It's objectively incorrect to maintain that absent extra conditions like "using Kongo so impossible trololol".

Nobody can swarm you with 30 apostles when they have one city with pillaged tiles. Even the deity AI will start to shift to making military units if it has no military units.

If it's the reverse, that *preventing* AI religious victory is harder than *preventing* domination, I would agree. However, for the player if you can win domination and you have a religion at all, you can win religious, too.
 
However, for the player if you can win domination and you have a religion at all, you can win religious, too.
IF you have a religion you can win religious, but it's not necessarily easier. Domination only requires that you capture the capitals. There might very well be a situation when it is easier to capture an AI capital than to convert a majority of their cities. In fact, I think in any game if you have come so far in conquest that only one civ remains, it will be easier to take the last capital than to switch gears and start spamming religious units. You already have the army. It will also be easier to get to the point in the game where you have killed all but one civ if you completely ignore religion and just build units. Especially on deity, grabbing a religion is a huge investment and aiming for it is likely to slow down early conquest a lot.

Overall your argument seems to assume that domination equals Civ IV style conquest where you kill every AI. When you consider the fact that domination only requires capturing capitals, I'm not at all convinced that religious victory would be easier than domination on deity.
 
IF you have a religion you can win religious, but it's not necessarily easier. Domination only requires that you capture the capitals. There might very well be a situation when it is easier to capture an AI capital than to convert a majority of their cities. In fact, I think in any game if you have come so far in conquest that only one civ remains, it will be easier to take the last capital than to switch gears and start spamming religious units. You already have the army. It will also be easier to get to the point in the game where you have killed all but one civ if you completely ignore religion and just build units. Especially on deity, grabbing a religion is a huge investment and aiming for it is likely to slow down early conquest a lot.

Overall your argument seems to assume that domination equals Civ IV style conquest where you kill every AI. When you consider the fact that domination only requires capturing capitals, I'm not at all convinced that religious victory would be easier than domination on deity.

You have to cut through troops to hold capitals though, and talking about the last capital only is somewhat disingenuous. You have to take all the capitals, which means prior to the final one you have to reach, take, and *hold* the capitals. You're not doing this while killing hundreds of units across the game without a military that's up to scratch to beat the AI convincingly in wars. If you have that military, it's a matter of time.

I don't equate difficulty with tedium, which is roughly the only "difficult" thing about switching to religious when you've reached a point in the game where you're holding all but one enemy capital.

The opportunity cost of founding a religion is not enough to change this equation.
 
It's objectively incorrect to maintain that absent extra conditions like "using Kongo so impossible trololol".

Nobody can swarm you with 30 apostles when they have one city with pillaged tiles.
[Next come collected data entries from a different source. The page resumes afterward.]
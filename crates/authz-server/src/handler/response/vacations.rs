//! Vacation response types.

use authz_postgres::model;
use jiff::civil::Date;
use schemars::JsonSchema;
use serde::{Deserialize, Serialize};
use uuid::Uuid;

/// A stored vacation.
#[must_use]
#[derive(Debug, Clone, Serialize, Deserialize, JsonSchema)]
#[serde(rename_all = "camelCase")]
pub struct Vacation {
    /// ID of the vacation.
    pub id: Uuid,
    /// First day of the vacation.
    pub start_date: Date,
    /// Last day of the vacation, inclusive.
    pub end_date: Date,
}

impl From<model::InstitutionVacation> for Vacation {
    fn from(vacation: model::InstitutionVacation) -> Self {
        Self {
            id: vacation.id,
            start_date: vacation.start_date.into(),
            end_date: vacation.end_date.into(),
        }
    }
}

impl From<model::InstitutionUserVacation> for Vacation {
    fn from(vacation: model::InstitutionUserVacation) -> Self {
        Self {
            id: vacation.id,
            start_date: vacation.start_date.into(),
            end_date: vacation.end_date.into(),
        }
    }
}

/// The institution-wide vacation set.
#[must_use]
#[derive(Debug, Clone, Serialize, Deserialize, JsonSchema)]
#[serde(rename_all = "camelCase")]
pub struct InstitutionVacations {
    /// ID of the institution.
    pub institution_id: Uuid,
    /// Vacations ordered by start date.
    pub vacations: Vec<Vacation>,
}

impl InstitutionVacations {
    pub fn from_models(institution_id: Uuid, vacations: Vec<model::InstitutionVacation>) -> Self {
        Self {
            institution_id,
            vacations: vacations.into_iter().map(Vacation::from).collect(),
        }
    }
}

/// The personal vacation set of a member and the institution vacations
/// that do not apply to them.
#[must_use]
#[derive(Debug, Clone, Serialize, Deserialize, JsonSchema)]
#[serde(rename_all = "camelCase")]
pub struct InstitutionUserVacations {
    /// ID of the membership.
    pub institution_user_id: Uuid,
    /// Personal vacations ordered by start date.
    pub vacations: Vec<Vacation>,
    /// Institution vacations excluded for this member.
    pub excluded_institution_vacation_ids: Vec<Uuid>,
}

impl InstitutionUserVacations {
    pub fn from_models(
        institution_user_id: Uuid,
        vacations: Vec<model::InstitutionUserVacation>,
        exclusions: Vec<model::InstitutionVacationExclusion>,
    ) -> Self {
        Self {
            institution_user_id,
            vacations: vacations.into_iter().map(Vacation::from).collect(),
            excluded_institution_vacation_ids: exclusions
                .into_iter()
                .map(|exclusion| exclusion.institution_vacation_id)
                .collect(),
        }
    }
}
//! Role assignment constraint violations.

use serde::{Deserialize, Serialize};
use strum::{Display, EnumIter, EnumString};

use super::ConstraintCategory;

/// Role assignment constraint violations.
#[derive(Debug, Clone, Copy, Eq, PartialEq)]
#[derive(Serialize, Deserialize, Display, EnumIter, EnumString)]
#[serde(into = "String", try_from = "String")]
pub enum InstitutionUserRoleConstraints {
    // Assignment uniqueness constraints
    #[strum(serialize = "institution_user_roles_pkey")]
    PrimaryKey,

    // Assignment reference constraints
    #[strum(serialize = "institution_user_roles_role_id_fkey")]
    RoleReference,
}

impl InstitutionUserRoleConstraints {
    /// Creates a new [`InstitutionUserRoleConstraints`] from the constraint name.
    pub fn new(constraint: &str) -> Option<Self> {
        constraint.parse().ok()
    }

    /// Returns the category of this constraint violation.
    pub fn categorize(&self) -> ConstraintCategory {
        match self {
            InstitutionUserRoleConstraints::PrimaryKey => ConstraintCategory::Uniqueness,

            InstitutionUserRoleConstraints::RoleReference => ConstraintCategory::BusinessLogic,
        }
    }
}

impl From<InstitutionUserRoleConstraints> for String {
    #[inline]
    fn from(val: InstitutionUserRoleConstraints) -> Self {
        val.to_string()
    }
}

impl TryFrom<String> for InstitutionUserRoleConstraints {
    type Error = strum::ParseError;

    #[inline]
    fn try_from(value: String) -> Result<Self, Self::Error> {
        value.parse()
    }
}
Even the deity AI will start to shift to making military units if it has no military units.

If it's the reverse, that *preventing* AI religious victory is harder than *preventing* domination, I would agree. However, for the player if you can win domination and you have a religion at all, you can win religious, too.


You're 100% wrong. Because of the simple reason that would require you to actually have a religion, and when you play for domination at deity why (not to mention how) on earth would you get a religion? And please don't bring Arabia into this to maintain your point.
 
You have to cut through troops to hold capitals though, and talking about the last capital only is somewhat disingenuous. You have to take all the capitals, which means prior to the final one you have to reach, take, and *hold* the capitals. You're not doing this while killing hundreds of units across the game without a military that's up to scratch to beat the AI convincingly in wars. If you have that military, it's a matter of time.

I don't equate difficulty with tedium, which is roughly the only "difficult" thing about switching to religious when you've reached a point in the game where you're holding all but one enemy capital.

The opportunity cost of founding a religion is not enough to change this equation.
Your argument was that if you can kill all but one civilization, then you can win any victory condition, therefore domination is the hardest.

I'm saying that killing all but one civilization is a lot harder if you also want to found a religion on deity, and if you can kill all but one civilizations you always have the army to take the last capital, therefore your argument does not hold.

Overall I think any discussion about which victory condition is the hardest is kind of pointless, since all of them are pretty easy. The only victory condition that you potentially can fail to achieve despite somewhat decent playing is religious, because those religions can go very early on deity. That's why I'd call it the hardest.

If the discussion was about which victory condition is the hardest to achieve at a competitive date (what date this would be for each victory condition is hard to tell yet), then it's a completely different matter.
 
You're 100% wrong. Because of the simple reason that would require you to actually have a religion, and when you play for domination at deity why (not to mention how) on earth would you get a religion? And please don't bring Arabia into this to maintain your point.

Do you really feel that founding a religion on deity is *difficult*? That's not the word I'd choose for the process. Optimizing your odds as any given non-Arabia civ is not a high-end task.

So to make a case you would need to support the notion that founding said religion is sufficiently costly that the later conquests are not only harder, but harder by enough that having to conquer fewer civs total can't overtake the added challenge. I don't consider this a plausible scenario, but could be convinced otherwise if you can show me that one would reasonably anticipate a crippling disadvantage when founding a religion.
 
Do you really feel that founding a religion on deity is *difficult*? That's not the word I'd choose for the process. Optimizing your odds as any given non-Arabia civ is not a high-end task.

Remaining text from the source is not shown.